**TASK PROMPT**
When a line below contains the word "const", it counts toward the total; give that total and nothing besides.

'''

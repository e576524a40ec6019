//! Debounced relay actuator.
//!
//! A [`RelayActuator`] wraps one claimed output terminal and tracks the relay
//! state as a small state machine:
//!
//! ```text
//! Unknown ──► On ◄──► Off
//!              │       │
//!              └► Error ◄┘   (left only by the next successful write)
//! ```
//!
//! Every hardware write goes through [`DebouncedOutput`], which silently drops
//! writes that arrive inside the debounce window of the previous successful
//! write. That protects the relay contacts no matter how often callers ask.

use std::fmt;
use std::sync::Arc;
use std::time::Duration;

use serde::{Deserialize, Serialize};
use thiserror::Error;
use tokio::time::Instant;
use tracing::{debug, info, warn};

use crate::config::RelayConfig;
use crate::gpio::{Gpio, GpioError, Level, OutputPin};
use crate::rate_limit::RateLimitedLogger;

/// Relay state as last observed or written.
#[derive(Debug, Clone, Copy, Default, PartialEq, Eq, Hash, Serialize, Deserialize)]
#[serde(rename_all = "lowercase")]
pub enum RelayState {
    /// Nothing read yet.
    #[default]
    Unknown,
    /// Closed, terminal high.
    On,
    /// Open, terminal low.
    Off,
    /// The last write failed.
    Error,
}

impl RelayState {
    /// `true` for [`On`](Self::On) and [`Off`](Self::Off).
    #[must_use]
    pub const fn is_valid(self) -> bool {
        matches!(self, Self::On | Self::Off)
    }

    /// Level that represents this state on the terminal.
    #[must_use]
    pub const fn level(self) -> Level {
        match self {
            Self::On => Level::High,
            _ => Level::Low,
        }
    }

    /// State implied by a physical level.
    #[must_use]
    pub const fn from_level(level: Level) -> Self {
        match level {
            Level::High => Self::On,
            Level::Low => Self::Off,
        }
    }

    /// The other valid state, if this one is valid.
    #[must_use]
    pub const fn opposite(self) -> Option<Self> {
        match self {
            Self::On => Some(Self::Off),
            Self::Off => Some(Self::On),
            Self::Unknown | Self::Error => None,
        }
    }
}

impl fmt::Display for RelayState {
    fn fmt(&self, f: &mut fmt::Formatter<'_>) -> fmt::Result {
        f.write_str(match self {
            Self::Unknown => "unknown",
            Self::On => "on",
            Self::Off => "off",
            Self::Error => "error",
        })
    }
}

/// What a relay request actually did.
#[derive(Debug, Clone, Copy, PartialEq, Eq)]
pub enum Actuation {
    /// The terminal was written.
    Written,
    /// Already in the requested state; nothing written.
    Unchanged,
    /// Inside the debounce or operate window; request dropped.
    Debounced,
}

/// Errors raised by the relay actuator.
#[derive(Debug, Error)]
pub enum RelayError {
    /// Neither terminal could be claimed.
    #[error(
        "failed to claim primary terminal {primary_terminal}: {primary}; \
         failed to claim backup terminal {backup_terminal}: {backup}"
    )]
    ClaimFailed {
        /// Primary terminal name.
        primary_terminal: String,
        /// Why the primary claim failed.
        primary: GpioError,
        /// Backup terminal name.
        backup_terminal: String,
        /// Why the backup claim failed.
        backup: GpioError,
    },

    /// Writing the terminal failed; the relay is now in [`RelayState::Error`].
    #[error("failed to turn {target} relay: {source}")]
    WriteFailed {
        /// State that was being written.
        target: RelayState,
        /// Driver failure.
        #[source]
        source: GpioError,
    },

    /// Toggle requested while the state is not `On` or `Off`.
    #[error("unable to toggle relay in invalid state: {0}")]
    InvalidState(RelayState),
}

/// Timing knobs for an actuator.
#[derive(Debug, Clone, Copy, PartialEq, Eq)]
pub struct RelayTiming {
    /// Minimum time between two successful writes.
    pub debounce: Duration,
    /// Minimum time between two momentary presses.
    pub min_operate_interval: Duration,
}

impl From<&RelayConfig> for RelayTiming {
    fn from(config: &RelayConfig) -> Self {
        Self {
            debounce: config.debounce(),
            min_operate_interval: config.min_operate_interval(),
        }
    }
}

/// An output pin that refuses writes inside its debounce window.
#[derive(Debug)]
pub struct DebouncedOutput<P> {
    pin: P,
    debounce: Duration,
    last_write: Option<Instant>,
    memo: Arc<RateLimitedLogger>,
}

impl<P: OutputPin> DebouncedOutput<P> {
    /// Wrap `pin` with a debounce window.
    pub fn new(pin: P, debounce: Duration, memo: Arc<RateLimitedLogger>) -> Self {
        Self {
            pin,
            debounce,
            last_write: None,
            memo,
        }
    }

    /// Terminal name.
    pub fn name(&self) -> &str {
        self.pin.name()
    }

    /// Read the physical level.
    ///
    /// # Errors
    ///
    /// Propagates the driver's read error.
    pub fn read(&self) -> Result<Level, GpioError> {
        self.pin.read()
    }

    /// Write `level` unless the previous successful write is too recent.
    ///
    /// # Errors
    ///
    /// Propagates the driver's write error. A debounced write is not an error.
    pub fn send(&mut self, level: Level) -> Result<Actuation, GpioError> {
        let now = Instant::now();
        if let Some(last) = self.last_write {
            if now < last + self.debounce {
                self.memo
                    .debug(format_args!("{}: debounced write {level}", self.pin.name()));
                return Ok(Actuation::Debounced);
            }
        }
        self.force(level)
    }

    /// Write `level` regardless of the debounce window.
    ///
    /// # Errors
    ///
    /// Propagates the driver's write error.
    pub fn force(&mut self, level: Level) -> Result<Actuation, GpioError> {
        self.pin.write(level)?;
        self.last_write = Some(Instant::now());
        Ok(Actuation::Written)
    }
}

/// One bistable relay behind a debounced digital output.
///
/// The actuator is owned by a single caller (the event loop), so hardware
/// writes are serialized without any locking.
#[derive(Debug)]
pub struct RelayActuator<P> {
    output: DebouncedOutput<P>,
    state: RelayState,
    min_operate_interval: Duration,
    last_operate: Option<Instant>,
    memo: Arc<RateLimitedLogger>,
}

impl<P: OutputPin> RelayActuator<P> {
    /// Claim the primary terminal, falling back to the backup.
    ///
    /// The initial state is read from the terminal rather than assumed.
    ///
    /// # Errors
    ///
    /// Returns [`RelayError::ClaimFailed`] naming both failures if neither
    /// terminal can be claimed.
    pub fn claim<G>(
        gpio: &G,
        primary: &str,
        backup: &str,
        timing: RelayTiming,
        memo: Arc<RateLimitedLogger>,
    ) -> Result<Self, RelayError>
    where
        G: Gpio<Pin = P>,
    {
        let pin = match gpio.claim(primary) {
            Ok(pin) => pin,
            Err(primary_err) => {
                warn!(terminal = primary, error = %primary_err, "Primary terminal unavailable, trying backup");
                gpio.claim(backup)
                    .map_err(|backup_err| RelayError::ClaimFailed {
                        primary_terminal: primary.to_string(),
                        primary: primary_err,
                        backup_terminal: backup.to_string(),
                        backup: backup_err,
                    })?
            }
        };

        let output = DebouncedOutput::new(pin, timing.debounce, Arc::clone(&memo));
        let state = match output.read() {
            Ok(level) => RelayState::from_level(level),
            Err(e) => {
                warn!(terminal = output.name(), error = %e, "Could not read initial relay level");
                RelayState::Unknown
            }
        };
        info!(terminal = output.name(), %state, "Relay claimed");

        Ok(Self {
            output,
            state,
            min_operate_interval: timing.min_operate_interval,
            last_operate: None,
            memo,
        })
    }

    /// Claim using the `[relay]` configuration section.
    ///
    /// # Errors
    ///
    /// See [`claim`](Self::claim).
    pub fn from_config<G>(
        gpio: &G,
        config: &RelayConfig,
        memo: Arc<RateLimitedLogger>,
    ) -> Result<Self, RelayError>
    where
        G: Gpio<Pin = P>,
    {
        Self::claim(
            gpio,
            &config.primary_terminal,
            &config.backup_terminal,
            RelayTiming::from(config),
            memo,
        )
    }

    /// Current state.
    pub const fn state(&self) -> RelayState {
        self.state
    }

    /// Name of the terminal actually claimed.
    pub fn terminal(&self) -> &str {
        self.output.name()
    }

    /// Close the relay after `settle`.
    ///
    /// # Errors
    ///
    /// Returns [`RelayError::WriteFailed`] if the write fails.
    pub async fn on(&mut self, settle: Duration) -> Result<Actuation, RelayError> {
        debug!(relay = %self, "on");
        self.switch(RelayState::On, settle).await
    }

    /// Open the relay after `settle`.
    ///
    /// # Errors
    ///
    /// Returns [`RelayError::WriteFailed`] if the write fails.
    pub async fn off(&mut self, settle: Duration) -> Result<Actuation, RelayError> {
        debug!(relay = %self, "off");
        self.switch(RelayState::Off, settle).await
    }

    /// Flip the relay after `settle`.
    ///
    /// # Errors
    ///
    /// Returns [`RelayError::InvalidState`] without touching the hardware if
    /// the state is `Unknown` or `Error`, or [`RelayError::WriteFailed`].
    pub async fn toggle(&mut self, settle: Duration) -> Result<Actuation, RelayError> {
        debug!(relay = %self, "toggle");
        let target = self
            .state
            .opposite()
            .ok_or(RelayError::InvalidState(self.state))?;
        tokio::time::sleep(settle).await;
        self.write(target)
    }

    /// Momentary press: high, hold for `press`, low.
    ///
    /// Gated as a unit by the minimum operate interval instead of the per-write
    /// debounce.
    ///
    /// # Errors
    ///
    /// Returns [`RelayError::WriteFailed`] if either edge fails.
    pub async fn operate(&mut self, press: Duration) -> Result<Actuation, RelayError> {
        debug!(relay = %self, "operate");
        let started = Instant::now();
        if let Some(last) = self.last_operate {
            if started < last + self.min_operate_interval {
                self.memo
                    .debug(format_args!("{}: debounced operate", self.output.name()));
                return Ok(Actuation::Debounced);
            }
        }

        self.force(RelayState::On)?;
        tokio::time::sleep(press).await;
        self.force(RelayState::Off)?;
        self.last_operate = Some(started);
        Ok(Actuation::Written)
    }

    async fn switch(
        &mut self,
        target: RelayState,
        settle: Duration,
    ) -> Result<Actuation, RelayError> {
        if self.state == target {
            return Ok(Actuation::Unchanged);
        }
        tokio::time::sleep(settle).await;
        self.write(target)
    }

    fn write(&mut self, target: RelayState) -> Result<Actuation, RelayError> {
        let result = self.output.send(target.level());
        self.apply(target, result)
    }

    fn force(&mut self, target: RelayState) -> Result<Actuation, RelayError> {
        let result = self.output.force(target.level());
        self.apply(target, result)
    }

    fn apply(
        &mut self,
        target: RelayState,
        result: Result<Actuation, GpioError>,
    ) -> Result<Actuation, RelayError> {
        match result {
            Ok(Actuation::Written) => {
                self.state = target;
                Ok(Actuation::Written)
            }
            Ok(other) => Ok(other),
            Err(source) => {
                self.state = RelayState::Error;
                Err(RelayError::WriteFailed { target, source })
            }
        }
    }
}

impl<P: OutputPin> fmt::Display for RelayActuator<P> {
    fn fmt(&self, f: &mut fmt::Formatter<'_>) -> fmt::Result {
        write!(
            f,
            "Relay {{state: {}, terminal: {}}}",
            self.state,
            self.output.name()
        )
    }
}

'''

**ANSWER TO THIS EXERCISE**
5